Exercise aim: Repeat all of the entries, please, keeping each line exact.

Provided records:
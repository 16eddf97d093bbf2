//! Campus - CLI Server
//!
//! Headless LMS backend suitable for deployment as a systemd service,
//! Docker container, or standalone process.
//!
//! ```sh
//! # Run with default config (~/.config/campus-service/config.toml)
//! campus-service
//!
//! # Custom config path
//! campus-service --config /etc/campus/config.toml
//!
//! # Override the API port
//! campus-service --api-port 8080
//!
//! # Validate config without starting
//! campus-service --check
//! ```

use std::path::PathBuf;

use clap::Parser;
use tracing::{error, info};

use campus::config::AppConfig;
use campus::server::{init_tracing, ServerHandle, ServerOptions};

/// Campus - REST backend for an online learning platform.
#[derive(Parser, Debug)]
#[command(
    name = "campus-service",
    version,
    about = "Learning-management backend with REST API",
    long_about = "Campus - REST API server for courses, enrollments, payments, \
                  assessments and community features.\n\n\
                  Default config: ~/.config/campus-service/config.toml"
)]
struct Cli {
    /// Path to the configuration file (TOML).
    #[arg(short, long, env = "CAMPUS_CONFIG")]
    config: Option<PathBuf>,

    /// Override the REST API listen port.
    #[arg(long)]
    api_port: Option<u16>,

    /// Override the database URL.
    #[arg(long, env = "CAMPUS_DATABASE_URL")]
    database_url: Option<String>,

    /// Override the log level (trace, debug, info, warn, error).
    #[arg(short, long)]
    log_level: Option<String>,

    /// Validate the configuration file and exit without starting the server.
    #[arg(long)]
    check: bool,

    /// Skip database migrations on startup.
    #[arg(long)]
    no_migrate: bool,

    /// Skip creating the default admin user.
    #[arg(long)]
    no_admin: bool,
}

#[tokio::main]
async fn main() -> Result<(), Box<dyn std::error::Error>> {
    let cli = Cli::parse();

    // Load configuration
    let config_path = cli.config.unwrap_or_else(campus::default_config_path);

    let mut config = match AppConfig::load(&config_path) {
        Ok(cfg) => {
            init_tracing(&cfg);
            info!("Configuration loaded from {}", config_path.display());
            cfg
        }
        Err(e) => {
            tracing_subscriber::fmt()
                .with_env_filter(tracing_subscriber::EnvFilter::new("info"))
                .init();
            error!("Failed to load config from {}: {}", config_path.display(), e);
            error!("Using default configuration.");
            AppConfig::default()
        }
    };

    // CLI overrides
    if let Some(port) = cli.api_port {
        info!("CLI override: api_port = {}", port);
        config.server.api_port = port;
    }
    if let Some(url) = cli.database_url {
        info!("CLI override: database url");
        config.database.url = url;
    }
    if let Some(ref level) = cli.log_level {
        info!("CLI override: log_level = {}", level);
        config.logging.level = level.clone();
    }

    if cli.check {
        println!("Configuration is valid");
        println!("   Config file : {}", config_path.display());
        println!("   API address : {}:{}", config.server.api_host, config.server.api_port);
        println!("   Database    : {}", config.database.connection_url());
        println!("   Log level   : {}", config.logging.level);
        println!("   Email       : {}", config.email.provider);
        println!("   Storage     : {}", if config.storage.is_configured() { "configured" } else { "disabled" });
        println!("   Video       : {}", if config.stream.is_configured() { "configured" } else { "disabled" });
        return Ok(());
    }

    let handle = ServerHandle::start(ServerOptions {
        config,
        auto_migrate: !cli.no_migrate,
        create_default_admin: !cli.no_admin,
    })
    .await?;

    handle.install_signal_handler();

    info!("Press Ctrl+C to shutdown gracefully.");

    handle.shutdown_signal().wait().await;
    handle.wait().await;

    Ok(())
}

Exercise solution:
repository 16eddf97d093bbf2
//! Campus - CLI Server
//!
//! Headless LMS backend suitable for deployment as a systemd service,
//! Docker container, or standalone process.
//!
//! ```sh
//! # Run with default config (~/.config/campus-service/config.toml)
//! campus-service
//!
//! # Custom config path
//! campus-service --config /etc/campus/config.toml
//!
//! # Override the API port
//! campus-service --api-port 8080
//!
//! # Validate config without starting
//! campus-service --check
//! ```

use std::path::PathBuf;

use clap::Parser;
use tracing::{error, info};

use campus::config::AppConfig;
use campus::server::{init_tracing, ServerHandle, ServerOptions};

/// Campus - REST backend for an online learning platform.
#[derive(Parser, Debug)]
#[command(
    name = "campus-service",
    version,
    about = "Learning-management backend with REST API",
    long_about = "Campus - REST API server for courses, enrollments, payments, \
                  assessments and community features.\n\n\
                  Default config: ~/.config/campus-service/config.toml"
)]
struct Cli {
    /// Path to the configuration file (TOML).
    #[arg(short, long, env = "CAMPUS_CONFIG")]
    config: Option<PathBuf>,

    /// Override the REST API listen port.
    #[arg(long)]
    api_port: Option<u16>,

    /// Override the database URL.
    #[arg(long, env = "CAMPUS_DATABASE_URL")]
    database_url: Option<String>,

    /// Override the log level (trace, debug, info, warn, error).
    #[arg(short, long)]
    log_level: Option<String>,

    /// Validate the configuration file and exit without starting the server.
    #[arg(long)]
    check: bool,

    /// Skip database migrations on startup.
    #[arg(long)]
    no_migrate: bool,

    /// Skip creating the default admin user.
    #[arg(long)]
    no_admin: bool,
}

#[tokio::main]
async fn main() -> Result<(), Box<dyn std::error::Error>> {
    let cli = Cli::parse();

    // Load configuration
    let config_path = cli.config.unwrap_or_else(campus::default_config_path);

    let mut config = match AppConfig::load(&config_path) {
        Ok(cfg) => {
            init_tracing(&cfg);
            info!("Configuration loaded from {}", config_path.display());
            cfg
        }
        Err(e) => {
            tracing_subscriber::fmt()
                .with_env_filter(tracing_subscriber::EnvFilter::new("info"))
                .init();
            error!("Failed to load config from {}: {}", config_path.display(), e);
            error!("Using default configuration.");
            AppConfig::default()
        }
    };

    // CLI overrides
    if let Some(port) = cli.api_port {
        info!("CLI override: api_port = {}", port);
        config.server.api_port = port;
    }
    if let Some(url) = cli.database_url {
        info!("CLI override: database url");
        config.database.url = url;
    }
    if let Some(ref level) = cli.log_level {
        info!("CLI override: log_level = {}", level);
        config.logging.level = level.clone();
    }

    if cli.check {
        println!("Configuration is valid");
        println!("   Config file : {}", config_path.display());
        println!("   API address : {}:{}", config.server.api_host, config.server.api_port);
        println!("   Database    : {}", config.database.connection_url());
        println!("   Log level   : {}", config.logging.level);
        println!("   Email       : {}", config.email.provider);
        println!("   Storage     : {}", if config.storage.is_configured() { "configured" } else { "disabled" });
        println!("   Video       : {}", if config.stream.is_configured() { "configured" } else { "disabled" });
        return Ok(());
    }

    let handle = ServerHandle::start(ServerOptions {
        config,
        auto_migrate: !cli.no_migrate,
        create_default_admin: !cli.no_admin,
    })
    .await?;

    handle.install_signal_handler();

    info!("Press Ctrl+C to shutdown gracefully.");

    handle.shutdown_signal().wait().await;
    handle.wait().await;

    Ok(())
}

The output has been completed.